▸ **What the task requires**
Copy all lines in the data that contain the string "tables".

··· Recorded data

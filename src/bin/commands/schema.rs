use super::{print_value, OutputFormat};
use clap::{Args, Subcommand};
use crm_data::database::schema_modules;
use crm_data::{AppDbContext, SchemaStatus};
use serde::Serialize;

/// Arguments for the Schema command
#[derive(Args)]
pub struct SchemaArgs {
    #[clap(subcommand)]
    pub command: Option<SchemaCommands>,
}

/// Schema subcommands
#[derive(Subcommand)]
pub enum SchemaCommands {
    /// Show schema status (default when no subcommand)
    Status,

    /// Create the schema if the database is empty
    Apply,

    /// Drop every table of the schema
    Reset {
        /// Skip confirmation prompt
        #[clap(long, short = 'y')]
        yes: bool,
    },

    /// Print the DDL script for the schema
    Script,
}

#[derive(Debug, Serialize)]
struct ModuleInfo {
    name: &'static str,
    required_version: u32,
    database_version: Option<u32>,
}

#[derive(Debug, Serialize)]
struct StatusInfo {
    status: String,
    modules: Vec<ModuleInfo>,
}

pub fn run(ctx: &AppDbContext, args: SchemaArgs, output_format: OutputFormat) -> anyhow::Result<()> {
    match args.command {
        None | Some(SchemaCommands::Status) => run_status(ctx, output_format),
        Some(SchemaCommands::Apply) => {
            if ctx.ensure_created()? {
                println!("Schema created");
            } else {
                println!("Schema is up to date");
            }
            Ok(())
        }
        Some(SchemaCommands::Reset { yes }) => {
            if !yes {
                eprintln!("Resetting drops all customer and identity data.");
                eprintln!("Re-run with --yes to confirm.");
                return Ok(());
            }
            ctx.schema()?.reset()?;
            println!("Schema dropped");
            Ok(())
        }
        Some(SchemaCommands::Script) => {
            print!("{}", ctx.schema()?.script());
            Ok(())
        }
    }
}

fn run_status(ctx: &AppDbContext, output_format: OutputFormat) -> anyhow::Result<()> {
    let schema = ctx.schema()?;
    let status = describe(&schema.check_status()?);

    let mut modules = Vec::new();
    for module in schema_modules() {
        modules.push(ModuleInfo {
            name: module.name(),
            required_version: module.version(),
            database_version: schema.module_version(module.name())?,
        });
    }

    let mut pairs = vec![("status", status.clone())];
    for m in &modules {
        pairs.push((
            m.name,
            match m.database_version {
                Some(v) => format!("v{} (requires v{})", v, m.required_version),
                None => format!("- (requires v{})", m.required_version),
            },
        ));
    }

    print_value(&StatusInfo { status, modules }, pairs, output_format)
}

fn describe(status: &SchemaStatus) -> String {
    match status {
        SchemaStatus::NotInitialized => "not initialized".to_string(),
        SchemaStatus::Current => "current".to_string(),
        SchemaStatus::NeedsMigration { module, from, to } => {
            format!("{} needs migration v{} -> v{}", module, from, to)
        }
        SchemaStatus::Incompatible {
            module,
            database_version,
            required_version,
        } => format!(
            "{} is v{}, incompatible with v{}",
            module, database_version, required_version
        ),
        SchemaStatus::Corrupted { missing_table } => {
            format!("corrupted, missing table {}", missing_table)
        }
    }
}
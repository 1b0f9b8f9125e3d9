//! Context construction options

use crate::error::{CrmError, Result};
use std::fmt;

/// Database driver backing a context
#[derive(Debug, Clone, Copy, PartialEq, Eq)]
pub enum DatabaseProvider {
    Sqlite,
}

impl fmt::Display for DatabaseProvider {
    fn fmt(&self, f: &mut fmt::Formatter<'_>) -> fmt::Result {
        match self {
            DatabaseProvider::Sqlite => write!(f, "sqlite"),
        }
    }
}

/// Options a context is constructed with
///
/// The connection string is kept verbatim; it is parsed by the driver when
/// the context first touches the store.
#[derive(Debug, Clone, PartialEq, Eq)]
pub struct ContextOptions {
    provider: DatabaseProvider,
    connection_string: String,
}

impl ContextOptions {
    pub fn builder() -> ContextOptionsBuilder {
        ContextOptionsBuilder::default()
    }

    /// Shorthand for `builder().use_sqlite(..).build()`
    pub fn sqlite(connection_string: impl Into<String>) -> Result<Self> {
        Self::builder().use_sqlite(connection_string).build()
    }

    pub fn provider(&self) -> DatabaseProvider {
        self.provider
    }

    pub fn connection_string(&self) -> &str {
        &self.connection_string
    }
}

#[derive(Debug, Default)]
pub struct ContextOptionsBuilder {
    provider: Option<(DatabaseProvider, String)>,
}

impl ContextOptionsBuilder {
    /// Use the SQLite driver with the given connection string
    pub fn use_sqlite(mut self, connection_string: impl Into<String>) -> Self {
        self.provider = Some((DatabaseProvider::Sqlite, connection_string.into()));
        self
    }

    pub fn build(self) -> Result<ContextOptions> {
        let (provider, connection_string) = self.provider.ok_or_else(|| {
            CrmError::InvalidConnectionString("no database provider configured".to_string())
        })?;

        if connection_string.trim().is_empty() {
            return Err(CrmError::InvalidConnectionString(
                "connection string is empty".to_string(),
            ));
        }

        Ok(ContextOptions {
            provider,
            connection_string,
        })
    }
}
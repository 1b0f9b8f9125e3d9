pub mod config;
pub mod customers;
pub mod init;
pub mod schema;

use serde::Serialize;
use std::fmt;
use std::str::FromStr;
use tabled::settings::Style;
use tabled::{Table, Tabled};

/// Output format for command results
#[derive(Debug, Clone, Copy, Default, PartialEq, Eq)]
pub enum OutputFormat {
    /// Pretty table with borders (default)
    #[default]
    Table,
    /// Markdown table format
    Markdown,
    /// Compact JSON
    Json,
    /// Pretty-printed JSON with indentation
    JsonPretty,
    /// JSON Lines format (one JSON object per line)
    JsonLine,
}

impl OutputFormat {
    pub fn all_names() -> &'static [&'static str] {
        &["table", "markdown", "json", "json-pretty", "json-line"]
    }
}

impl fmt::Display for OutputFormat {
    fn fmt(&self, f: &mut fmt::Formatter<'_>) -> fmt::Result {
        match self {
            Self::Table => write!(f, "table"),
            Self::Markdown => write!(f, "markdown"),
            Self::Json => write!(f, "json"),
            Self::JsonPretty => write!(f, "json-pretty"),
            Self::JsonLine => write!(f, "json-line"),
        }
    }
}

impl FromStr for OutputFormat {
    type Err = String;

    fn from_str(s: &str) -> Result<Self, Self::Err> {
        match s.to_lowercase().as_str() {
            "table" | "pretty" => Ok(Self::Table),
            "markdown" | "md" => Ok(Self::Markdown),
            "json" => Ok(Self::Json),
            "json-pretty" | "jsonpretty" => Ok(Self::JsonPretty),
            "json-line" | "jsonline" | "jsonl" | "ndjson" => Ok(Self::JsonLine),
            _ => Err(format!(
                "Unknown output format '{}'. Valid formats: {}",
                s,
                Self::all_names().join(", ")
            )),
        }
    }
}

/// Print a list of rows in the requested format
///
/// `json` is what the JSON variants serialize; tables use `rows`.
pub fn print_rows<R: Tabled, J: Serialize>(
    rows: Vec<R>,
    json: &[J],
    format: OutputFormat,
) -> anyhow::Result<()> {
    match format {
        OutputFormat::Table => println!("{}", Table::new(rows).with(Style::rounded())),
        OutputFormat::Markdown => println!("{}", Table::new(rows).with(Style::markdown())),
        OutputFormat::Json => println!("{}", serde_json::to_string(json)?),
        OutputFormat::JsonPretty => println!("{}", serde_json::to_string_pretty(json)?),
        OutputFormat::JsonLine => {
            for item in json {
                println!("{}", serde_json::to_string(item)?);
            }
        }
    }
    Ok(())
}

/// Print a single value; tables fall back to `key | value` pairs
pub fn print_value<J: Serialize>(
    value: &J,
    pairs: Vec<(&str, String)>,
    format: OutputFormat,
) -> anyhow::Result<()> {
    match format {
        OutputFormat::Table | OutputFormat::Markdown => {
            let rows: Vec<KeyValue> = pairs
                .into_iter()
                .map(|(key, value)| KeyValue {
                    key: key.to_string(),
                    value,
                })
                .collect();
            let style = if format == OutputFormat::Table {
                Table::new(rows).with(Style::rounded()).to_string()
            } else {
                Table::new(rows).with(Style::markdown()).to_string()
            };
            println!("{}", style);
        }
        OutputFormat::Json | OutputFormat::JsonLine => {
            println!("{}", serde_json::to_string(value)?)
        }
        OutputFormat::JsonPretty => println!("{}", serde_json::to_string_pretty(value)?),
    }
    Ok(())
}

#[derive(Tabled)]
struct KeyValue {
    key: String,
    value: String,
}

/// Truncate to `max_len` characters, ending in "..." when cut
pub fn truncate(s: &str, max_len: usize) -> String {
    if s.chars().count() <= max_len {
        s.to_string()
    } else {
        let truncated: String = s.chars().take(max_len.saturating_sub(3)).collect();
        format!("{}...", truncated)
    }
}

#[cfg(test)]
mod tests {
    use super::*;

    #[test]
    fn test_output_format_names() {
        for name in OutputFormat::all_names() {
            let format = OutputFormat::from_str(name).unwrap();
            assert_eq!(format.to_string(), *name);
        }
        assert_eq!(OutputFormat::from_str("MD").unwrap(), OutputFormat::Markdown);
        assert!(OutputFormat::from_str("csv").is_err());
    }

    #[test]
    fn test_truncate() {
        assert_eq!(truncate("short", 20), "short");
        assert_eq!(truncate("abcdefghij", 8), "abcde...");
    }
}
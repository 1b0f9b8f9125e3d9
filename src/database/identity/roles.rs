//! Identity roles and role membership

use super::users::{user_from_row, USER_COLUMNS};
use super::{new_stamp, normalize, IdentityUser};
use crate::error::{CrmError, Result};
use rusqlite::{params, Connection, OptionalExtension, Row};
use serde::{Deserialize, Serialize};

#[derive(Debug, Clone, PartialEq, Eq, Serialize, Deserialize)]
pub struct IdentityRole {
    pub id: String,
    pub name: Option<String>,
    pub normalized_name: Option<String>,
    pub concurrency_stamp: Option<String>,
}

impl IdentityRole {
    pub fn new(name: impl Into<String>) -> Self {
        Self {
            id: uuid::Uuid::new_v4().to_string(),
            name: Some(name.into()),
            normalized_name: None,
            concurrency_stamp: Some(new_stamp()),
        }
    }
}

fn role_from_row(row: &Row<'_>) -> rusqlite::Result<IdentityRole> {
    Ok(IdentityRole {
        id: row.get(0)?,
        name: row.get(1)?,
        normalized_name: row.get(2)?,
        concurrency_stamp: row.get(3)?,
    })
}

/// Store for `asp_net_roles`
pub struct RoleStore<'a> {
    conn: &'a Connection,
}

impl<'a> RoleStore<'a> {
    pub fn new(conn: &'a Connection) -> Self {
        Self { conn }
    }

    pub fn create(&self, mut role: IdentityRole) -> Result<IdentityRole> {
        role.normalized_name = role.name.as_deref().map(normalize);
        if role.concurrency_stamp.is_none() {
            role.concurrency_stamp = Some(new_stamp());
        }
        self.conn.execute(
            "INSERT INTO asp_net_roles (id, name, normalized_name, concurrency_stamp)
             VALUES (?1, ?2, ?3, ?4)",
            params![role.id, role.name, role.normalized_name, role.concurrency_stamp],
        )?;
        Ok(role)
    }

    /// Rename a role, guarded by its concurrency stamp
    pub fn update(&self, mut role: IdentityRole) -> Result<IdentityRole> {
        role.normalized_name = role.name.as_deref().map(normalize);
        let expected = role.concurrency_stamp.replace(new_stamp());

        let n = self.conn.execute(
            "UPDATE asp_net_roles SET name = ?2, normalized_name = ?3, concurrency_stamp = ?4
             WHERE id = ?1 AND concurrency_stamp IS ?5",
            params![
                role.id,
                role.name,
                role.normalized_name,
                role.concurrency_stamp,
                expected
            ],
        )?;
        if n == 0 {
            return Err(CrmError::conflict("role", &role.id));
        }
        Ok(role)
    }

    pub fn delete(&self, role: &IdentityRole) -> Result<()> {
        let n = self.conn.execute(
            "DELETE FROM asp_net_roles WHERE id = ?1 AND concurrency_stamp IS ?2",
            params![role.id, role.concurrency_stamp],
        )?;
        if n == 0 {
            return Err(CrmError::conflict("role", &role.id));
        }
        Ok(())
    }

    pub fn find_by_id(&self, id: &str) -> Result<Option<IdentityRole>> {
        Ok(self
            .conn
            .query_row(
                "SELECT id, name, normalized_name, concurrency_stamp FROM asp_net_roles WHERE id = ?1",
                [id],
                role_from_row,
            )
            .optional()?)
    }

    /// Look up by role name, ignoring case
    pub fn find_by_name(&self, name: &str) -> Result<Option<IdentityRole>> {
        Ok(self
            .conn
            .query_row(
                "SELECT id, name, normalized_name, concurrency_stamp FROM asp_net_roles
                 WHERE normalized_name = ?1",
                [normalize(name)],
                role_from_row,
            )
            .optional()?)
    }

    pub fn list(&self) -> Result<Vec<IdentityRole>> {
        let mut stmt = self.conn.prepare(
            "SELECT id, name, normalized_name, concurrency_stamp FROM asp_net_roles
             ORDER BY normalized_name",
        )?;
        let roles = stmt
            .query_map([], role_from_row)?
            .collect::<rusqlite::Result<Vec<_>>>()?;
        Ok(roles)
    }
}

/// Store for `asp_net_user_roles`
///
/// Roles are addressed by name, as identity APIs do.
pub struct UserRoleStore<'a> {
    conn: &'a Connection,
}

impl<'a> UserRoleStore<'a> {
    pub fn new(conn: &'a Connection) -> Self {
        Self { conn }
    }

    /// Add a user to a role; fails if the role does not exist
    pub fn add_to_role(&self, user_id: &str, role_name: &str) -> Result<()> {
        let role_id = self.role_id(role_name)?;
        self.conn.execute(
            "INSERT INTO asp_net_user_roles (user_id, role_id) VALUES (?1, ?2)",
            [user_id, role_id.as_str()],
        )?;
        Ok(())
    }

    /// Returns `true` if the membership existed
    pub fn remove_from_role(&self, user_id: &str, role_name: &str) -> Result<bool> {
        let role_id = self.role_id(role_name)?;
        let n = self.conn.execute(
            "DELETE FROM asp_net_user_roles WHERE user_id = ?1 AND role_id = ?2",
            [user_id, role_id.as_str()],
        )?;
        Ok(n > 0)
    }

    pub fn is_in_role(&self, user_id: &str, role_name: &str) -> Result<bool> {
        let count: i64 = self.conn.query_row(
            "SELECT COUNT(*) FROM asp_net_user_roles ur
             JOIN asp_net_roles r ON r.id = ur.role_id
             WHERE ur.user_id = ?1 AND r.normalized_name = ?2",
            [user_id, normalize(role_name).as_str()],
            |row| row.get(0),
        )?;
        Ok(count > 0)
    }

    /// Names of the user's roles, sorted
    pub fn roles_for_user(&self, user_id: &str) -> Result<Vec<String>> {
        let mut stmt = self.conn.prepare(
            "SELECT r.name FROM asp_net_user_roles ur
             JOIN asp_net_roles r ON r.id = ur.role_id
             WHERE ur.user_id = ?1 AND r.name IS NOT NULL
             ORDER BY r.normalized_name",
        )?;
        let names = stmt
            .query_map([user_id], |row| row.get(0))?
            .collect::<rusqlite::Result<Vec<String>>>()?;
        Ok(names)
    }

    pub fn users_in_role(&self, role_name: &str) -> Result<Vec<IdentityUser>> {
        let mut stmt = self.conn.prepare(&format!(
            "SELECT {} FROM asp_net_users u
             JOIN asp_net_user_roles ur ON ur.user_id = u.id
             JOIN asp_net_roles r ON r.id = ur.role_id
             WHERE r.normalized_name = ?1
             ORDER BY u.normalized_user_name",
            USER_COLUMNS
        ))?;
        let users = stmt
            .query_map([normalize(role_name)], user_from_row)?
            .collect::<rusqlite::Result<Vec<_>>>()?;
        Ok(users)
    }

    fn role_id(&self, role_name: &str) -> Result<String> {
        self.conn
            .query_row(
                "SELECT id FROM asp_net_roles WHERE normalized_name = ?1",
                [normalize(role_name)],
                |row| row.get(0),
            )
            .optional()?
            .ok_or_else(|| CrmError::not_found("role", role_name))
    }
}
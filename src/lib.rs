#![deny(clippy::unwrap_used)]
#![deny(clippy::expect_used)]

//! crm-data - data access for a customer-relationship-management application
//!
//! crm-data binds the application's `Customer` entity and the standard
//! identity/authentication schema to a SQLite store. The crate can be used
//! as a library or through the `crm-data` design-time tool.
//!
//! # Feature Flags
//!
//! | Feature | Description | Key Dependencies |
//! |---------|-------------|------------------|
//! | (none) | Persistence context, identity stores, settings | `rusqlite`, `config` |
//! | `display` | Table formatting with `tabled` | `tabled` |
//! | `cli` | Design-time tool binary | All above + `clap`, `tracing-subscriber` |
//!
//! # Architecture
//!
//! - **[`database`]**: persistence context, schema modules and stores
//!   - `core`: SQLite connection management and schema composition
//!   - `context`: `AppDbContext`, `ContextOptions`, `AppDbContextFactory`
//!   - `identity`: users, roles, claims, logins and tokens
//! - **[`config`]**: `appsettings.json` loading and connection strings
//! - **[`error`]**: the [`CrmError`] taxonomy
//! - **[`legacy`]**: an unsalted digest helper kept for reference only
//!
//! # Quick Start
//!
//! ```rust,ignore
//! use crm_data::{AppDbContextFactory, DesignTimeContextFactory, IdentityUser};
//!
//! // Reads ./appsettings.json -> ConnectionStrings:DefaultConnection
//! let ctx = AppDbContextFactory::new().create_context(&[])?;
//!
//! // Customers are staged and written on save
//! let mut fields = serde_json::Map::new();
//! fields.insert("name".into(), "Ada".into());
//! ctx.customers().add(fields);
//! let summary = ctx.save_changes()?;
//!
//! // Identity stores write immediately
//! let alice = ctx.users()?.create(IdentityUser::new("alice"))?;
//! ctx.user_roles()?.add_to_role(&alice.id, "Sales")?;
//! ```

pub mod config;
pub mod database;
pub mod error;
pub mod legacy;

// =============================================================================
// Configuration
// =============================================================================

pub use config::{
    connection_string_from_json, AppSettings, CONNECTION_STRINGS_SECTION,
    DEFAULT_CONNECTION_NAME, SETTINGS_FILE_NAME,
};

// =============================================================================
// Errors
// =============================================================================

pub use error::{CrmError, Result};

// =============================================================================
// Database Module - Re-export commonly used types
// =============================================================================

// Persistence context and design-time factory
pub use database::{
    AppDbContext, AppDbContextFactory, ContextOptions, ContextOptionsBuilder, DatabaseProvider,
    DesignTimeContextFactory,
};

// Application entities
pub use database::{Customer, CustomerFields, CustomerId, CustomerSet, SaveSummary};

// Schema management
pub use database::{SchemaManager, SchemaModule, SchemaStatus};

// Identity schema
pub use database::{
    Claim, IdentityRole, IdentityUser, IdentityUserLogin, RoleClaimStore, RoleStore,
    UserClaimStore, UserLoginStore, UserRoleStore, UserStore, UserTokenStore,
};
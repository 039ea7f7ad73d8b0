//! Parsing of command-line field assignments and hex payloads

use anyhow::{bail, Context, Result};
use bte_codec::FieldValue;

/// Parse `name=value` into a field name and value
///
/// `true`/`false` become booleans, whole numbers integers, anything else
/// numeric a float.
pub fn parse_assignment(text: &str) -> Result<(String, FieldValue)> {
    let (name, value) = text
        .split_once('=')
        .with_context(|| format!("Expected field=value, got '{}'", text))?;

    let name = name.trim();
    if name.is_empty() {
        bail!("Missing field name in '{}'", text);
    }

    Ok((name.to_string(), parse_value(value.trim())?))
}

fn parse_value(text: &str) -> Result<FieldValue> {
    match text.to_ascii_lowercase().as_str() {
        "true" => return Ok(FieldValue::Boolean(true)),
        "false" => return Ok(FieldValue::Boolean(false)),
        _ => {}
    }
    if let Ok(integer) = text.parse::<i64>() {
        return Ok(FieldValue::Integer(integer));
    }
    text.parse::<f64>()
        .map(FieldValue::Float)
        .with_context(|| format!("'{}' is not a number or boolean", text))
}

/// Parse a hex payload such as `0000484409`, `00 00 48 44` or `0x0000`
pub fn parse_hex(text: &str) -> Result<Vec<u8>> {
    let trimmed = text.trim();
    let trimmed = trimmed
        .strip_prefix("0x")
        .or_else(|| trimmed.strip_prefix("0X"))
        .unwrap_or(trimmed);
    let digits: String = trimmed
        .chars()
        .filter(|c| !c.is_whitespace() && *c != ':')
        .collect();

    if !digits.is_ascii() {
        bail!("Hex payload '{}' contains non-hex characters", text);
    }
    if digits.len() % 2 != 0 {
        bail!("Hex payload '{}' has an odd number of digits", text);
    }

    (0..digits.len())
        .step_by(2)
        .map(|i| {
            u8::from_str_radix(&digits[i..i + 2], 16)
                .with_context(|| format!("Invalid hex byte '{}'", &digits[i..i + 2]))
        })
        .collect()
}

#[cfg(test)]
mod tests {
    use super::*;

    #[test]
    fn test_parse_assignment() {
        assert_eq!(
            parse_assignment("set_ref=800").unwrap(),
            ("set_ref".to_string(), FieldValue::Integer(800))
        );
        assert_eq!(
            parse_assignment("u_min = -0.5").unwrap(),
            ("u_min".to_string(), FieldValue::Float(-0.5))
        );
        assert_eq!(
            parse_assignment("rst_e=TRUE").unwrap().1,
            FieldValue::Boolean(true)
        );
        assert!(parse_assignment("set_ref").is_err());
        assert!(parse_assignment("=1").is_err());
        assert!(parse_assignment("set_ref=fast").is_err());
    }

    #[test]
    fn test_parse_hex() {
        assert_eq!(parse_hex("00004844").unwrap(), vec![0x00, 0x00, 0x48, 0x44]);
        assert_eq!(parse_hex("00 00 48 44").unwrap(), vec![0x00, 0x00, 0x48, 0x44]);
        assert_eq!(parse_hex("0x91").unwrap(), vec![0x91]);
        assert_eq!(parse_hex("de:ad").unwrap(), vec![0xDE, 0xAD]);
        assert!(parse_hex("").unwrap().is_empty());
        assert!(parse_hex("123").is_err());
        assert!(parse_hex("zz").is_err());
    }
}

······

▸ **Exercise output**
/// `json` is what the JSON variants serialize; tables use `rows`.
/// Print a single value; tables fall back to `key | value` pairs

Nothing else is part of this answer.